Your task:
Your task is to copy each line of the listing that contains the word "GrayscaleImage".

######

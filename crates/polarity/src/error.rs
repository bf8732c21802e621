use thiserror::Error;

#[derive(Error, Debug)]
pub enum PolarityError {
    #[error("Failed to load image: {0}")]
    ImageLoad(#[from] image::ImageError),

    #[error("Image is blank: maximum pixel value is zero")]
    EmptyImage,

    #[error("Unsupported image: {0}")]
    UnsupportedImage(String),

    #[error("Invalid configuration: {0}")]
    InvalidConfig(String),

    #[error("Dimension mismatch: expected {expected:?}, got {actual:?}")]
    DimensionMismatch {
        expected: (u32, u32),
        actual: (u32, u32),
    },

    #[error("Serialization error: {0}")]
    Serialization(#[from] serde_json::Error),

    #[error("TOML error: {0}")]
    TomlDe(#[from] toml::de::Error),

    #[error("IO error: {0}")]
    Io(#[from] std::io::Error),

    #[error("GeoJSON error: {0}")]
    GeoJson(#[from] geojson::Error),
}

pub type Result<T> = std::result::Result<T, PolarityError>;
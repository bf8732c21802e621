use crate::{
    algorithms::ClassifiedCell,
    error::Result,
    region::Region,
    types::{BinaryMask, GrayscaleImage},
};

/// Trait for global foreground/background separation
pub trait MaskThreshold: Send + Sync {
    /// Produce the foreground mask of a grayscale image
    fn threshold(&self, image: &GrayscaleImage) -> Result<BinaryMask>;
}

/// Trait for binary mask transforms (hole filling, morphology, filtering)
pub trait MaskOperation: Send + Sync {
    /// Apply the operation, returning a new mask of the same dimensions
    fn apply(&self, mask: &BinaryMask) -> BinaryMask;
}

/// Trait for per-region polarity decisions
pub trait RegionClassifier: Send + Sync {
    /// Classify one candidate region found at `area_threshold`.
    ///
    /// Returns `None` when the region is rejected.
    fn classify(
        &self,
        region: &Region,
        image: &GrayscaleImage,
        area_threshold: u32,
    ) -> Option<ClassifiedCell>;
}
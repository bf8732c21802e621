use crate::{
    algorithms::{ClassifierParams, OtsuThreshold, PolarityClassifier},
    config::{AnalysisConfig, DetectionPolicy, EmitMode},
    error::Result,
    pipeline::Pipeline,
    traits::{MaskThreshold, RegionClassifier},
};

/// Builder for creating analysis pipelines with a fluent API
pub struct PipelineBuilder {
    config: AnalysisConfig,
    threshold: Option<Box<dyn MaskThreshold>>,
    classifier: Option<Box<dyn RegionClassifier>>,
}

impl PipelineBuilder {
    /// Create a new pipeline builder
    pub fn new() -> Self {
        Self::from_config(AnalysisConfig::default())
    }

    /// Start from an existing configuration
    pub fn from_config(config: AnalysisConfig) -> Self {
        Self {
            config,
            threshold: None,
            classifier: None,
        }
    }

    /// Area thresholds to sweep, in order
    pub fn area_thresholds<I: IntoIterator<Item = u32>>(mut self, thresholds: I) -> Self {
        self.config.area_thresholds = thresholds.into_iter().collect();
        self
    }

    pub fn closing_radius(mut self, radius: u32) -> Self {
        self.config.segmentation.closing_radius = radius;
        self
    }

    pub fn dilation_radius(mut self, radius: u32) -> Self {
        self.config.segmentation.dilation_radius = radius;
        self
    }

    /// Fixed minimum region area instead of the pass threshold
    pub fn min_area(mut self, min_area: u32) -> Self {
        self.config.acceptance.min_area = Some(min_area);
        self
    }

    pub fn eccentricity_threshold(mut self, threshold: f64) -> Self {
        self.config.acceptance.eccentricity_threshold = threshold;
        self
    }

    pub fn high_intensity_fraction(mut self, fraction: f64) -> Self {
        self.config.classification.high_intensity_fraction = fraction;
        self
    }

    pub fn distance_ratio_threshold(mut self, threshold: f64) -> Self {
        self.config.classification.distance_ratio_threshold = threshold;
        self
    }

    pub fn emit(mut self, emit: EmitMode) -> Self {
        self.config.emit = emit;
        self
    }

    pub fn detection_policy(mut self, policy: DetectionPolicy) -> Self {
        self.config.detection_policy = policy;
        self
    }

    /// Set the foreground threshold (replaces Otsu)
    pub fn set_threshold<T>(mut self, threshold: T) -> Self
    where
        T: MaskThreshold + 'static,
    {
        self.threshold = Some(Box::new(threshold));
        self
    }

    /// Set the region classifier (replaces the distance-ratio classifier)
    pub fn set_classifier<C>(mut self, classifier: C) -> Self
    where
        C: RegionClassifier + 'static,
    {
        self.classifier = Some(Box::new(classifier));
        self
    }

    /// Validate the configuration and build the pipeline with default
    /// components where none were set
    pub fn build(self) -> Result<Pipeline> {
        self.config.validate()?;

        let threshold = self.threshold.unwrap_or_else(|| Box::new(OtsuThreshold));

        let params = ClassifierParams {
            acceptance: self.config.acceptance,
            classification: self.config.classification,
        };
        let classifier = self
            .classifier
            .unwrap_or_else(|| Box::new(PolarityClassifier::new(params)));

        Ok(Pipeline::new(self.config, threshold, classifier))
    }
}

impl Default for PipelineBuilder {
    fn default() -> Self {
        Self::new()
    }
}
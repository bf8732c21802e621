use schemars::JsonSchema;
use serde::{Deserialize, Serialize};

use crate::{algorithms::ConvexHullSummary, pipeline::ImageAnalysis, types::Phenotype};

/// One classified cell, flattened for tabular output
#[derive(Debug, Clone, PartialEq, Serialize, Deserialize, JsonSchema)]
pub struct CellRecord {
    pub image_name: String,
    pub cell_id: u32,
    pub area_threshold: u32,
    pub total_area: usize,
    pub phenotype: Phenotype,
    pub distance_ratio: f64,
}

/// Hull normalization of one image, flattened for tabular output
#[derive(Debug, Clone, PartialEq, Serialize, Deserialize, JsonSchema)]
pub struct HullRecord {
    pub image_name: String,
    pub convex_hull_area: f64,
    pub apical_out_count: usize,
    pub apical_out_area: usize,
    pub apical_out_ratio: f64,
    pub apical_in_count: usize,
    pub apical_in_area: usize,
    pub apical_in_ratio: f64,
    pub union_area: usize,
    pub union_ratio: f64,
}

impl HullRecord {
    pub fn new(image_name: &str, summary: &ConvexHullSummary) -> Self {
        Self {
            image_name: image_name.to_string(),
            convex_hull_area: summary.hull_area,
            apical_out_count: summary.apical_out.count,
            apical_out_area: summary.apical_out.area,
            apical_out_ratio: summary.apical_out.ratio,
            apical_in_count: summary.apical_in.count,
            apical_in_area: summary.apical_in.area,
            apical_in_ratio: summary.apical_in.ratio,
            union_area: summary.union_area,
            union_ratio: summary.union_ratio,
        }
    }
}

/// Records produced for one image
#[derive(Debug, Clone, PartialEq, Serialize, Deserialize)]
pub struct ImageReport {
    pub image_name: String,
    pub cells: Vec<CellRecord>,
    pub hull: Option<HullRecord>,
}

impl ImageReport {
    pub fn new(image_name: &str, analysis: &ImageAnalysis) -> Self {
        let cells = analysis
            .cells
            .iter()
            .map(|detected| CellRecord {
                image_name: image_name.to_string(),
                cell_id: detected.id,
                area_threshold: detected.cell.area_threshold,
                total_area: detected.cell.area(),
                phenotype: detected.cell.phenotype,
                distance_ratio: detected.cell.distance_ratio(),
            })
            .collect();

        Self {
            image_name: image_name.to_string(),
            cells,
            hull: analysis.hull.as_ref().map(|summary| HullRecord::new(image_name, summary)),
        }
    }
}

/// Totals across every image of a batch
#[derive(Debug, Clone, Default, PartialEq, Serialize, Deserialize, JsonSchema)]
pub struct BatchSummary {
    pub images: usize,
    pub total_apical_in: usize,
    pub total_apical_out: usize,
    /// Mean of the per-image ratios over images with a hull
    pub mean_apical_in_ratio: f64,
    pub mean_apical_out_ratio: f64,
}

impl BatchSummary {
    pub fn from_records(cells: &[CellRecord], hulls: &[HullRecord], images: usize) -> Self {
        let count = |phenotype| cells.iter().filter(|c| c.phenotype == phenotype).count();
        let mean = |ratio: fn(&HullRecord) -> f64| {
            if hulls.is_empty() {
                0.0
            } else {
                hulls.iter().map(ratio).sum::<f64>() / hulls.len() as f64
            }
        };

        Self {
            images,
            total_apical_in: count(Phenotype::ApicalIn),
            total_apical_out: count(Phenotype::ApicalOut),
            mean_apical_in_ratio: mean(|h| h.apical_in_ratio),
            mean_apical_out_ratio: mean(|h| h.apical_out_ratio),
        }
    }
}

######

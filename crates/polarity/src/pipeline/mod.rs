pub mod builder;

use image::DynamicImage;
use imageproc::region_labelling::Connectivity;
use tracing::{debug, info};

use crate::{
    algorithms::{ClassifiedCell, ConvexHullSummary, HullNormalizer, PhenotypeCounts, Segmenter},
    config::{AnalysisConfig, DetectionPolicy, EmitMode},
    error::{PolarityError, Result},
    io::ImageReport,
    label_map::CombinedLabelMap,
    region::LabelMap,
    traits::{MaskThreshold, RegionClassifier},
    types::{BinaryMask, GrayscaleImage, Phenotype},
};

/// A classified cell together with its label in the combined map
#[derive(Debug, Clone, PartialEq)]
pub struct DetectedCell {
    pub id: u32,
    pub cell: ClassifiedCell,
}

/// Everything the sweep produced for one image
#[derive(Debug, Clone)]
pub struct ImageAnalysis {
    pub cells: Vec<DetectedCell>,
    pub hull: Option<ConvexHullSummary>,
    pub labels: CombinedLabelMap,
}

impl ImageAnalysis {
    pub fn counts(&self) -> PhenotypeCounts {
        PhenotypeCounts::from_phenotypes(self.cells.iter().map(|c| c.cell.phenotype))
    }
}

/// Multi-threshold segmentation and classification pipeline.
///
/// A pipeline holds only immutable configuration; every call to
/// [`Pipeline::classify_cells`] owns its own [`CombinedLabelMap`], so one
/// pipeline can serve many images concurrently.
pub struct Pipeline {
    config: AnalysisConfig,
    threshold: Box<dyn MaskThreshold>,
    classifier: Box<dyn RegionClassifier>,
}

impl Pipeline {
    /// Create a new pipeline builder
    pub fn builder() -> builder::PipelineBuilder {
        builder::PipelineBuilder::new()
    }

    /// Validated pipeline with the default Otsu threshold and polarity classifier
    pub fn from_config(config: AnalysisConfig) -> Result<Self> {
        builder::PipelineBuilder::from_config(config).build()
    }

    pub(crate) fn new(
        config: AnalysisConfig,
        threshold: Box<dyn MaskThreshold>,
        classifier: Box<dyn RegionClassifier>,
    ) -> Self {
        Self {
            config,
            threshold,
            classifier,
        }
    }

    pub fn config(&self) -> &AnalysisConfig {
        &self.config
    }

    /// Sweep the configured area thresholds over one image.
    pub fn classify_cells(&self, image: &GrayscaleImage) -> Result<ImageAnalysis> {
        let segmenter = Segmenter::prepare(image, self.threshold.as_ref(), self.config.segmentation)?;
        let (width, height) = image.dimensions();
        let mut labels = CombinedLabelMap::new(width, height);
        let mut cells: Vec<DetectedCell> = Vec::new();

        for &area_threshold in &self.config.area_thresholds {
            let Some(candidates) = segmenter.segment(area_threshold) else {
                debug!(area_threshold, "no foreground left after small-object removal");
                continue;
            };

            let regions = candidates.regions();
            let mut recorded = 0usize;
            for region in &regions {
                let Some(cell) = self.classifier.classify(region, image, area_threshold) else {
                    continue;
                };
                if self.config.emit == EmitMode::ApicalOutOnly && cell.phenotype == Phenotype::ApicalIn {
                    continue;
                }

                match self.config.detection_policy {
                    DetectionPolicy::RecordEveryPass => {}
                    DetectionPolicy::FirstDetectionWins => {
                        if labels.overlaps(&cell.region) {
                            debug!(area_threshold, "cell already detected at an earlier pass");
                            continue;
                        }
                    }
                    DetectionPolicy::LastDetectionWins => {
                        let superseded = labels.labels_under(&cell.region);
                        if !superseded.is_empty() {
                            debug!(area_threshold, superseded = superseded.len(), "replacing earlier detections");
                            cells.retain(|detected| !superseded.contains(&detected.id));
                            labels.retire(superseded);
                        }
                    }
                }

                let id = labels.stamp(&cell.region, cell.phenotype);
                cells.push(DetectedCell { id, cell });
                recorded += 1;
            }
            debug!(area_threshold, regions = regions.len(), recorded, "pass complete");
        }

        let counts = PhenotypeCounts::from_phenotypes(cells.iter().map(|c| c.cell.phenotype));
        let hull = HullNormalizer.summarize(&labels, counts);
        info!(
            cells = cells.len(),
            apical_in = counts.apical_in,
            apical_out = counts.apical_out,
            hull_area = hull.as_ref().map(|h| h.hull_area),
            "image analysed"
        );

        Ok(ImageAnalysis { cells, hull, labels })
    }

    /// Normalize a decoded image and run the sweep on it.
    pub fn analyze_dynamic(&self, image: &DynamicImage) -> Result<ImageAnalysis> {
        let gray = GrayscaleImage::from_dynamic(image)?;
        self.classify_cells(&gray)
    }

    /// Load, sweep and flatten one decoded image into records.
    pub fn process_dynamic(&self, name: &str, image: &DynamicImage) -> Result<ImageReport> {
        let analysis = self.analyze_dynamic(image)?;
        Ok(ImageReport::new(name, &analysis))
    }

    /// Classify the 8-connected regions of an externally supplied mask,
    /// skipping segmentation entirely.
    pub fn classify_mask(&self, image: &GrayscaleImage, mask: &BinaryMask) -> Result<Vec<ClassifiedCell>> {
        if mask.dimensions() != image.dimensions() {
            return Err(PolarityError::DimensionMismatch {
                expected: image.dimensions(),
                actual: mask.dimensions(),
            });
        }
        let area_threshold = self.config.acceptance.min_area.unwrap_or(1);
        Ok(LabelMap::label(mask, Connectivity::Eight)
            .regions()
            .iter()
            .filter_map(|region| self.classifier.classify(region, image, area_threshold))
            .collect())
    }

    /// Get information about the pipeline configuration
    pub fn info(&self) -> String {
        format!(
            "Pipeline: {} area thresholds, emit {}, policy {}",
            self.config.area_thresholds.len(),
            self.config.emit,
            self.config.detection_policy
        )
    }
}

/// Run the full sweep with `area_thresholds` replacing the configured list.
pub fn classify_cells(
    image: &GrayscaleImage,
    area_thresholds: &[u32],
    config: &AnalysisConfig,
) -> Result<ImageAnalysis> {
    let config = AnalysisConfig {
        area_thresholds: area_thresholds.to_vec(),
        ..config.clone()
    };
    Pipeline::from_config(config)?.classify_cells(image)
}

######

Solution for this problem:
    types::{BinaryMask, GrayscaleImage},
    fn threshold(&self, image: &GrayscaleImage) -> Result<BinaryMask>;
        image: &GrayscaleImage,
    types::{BinaryMask, GrayscaleImage, Phenotype},
    pub fn classify_cells(&self, image: &GrayscaleImage) -> Result<ImageAnalysis> {
        let gray = GrayscaleImage::from_dynamic(image)?;
    pub fn classify_mask(&self, image: &GrayscaleImage, mask: &BinaryMask) -> Result<Vec<ClassifiedCell>> {
    image: &GrayscaleImage,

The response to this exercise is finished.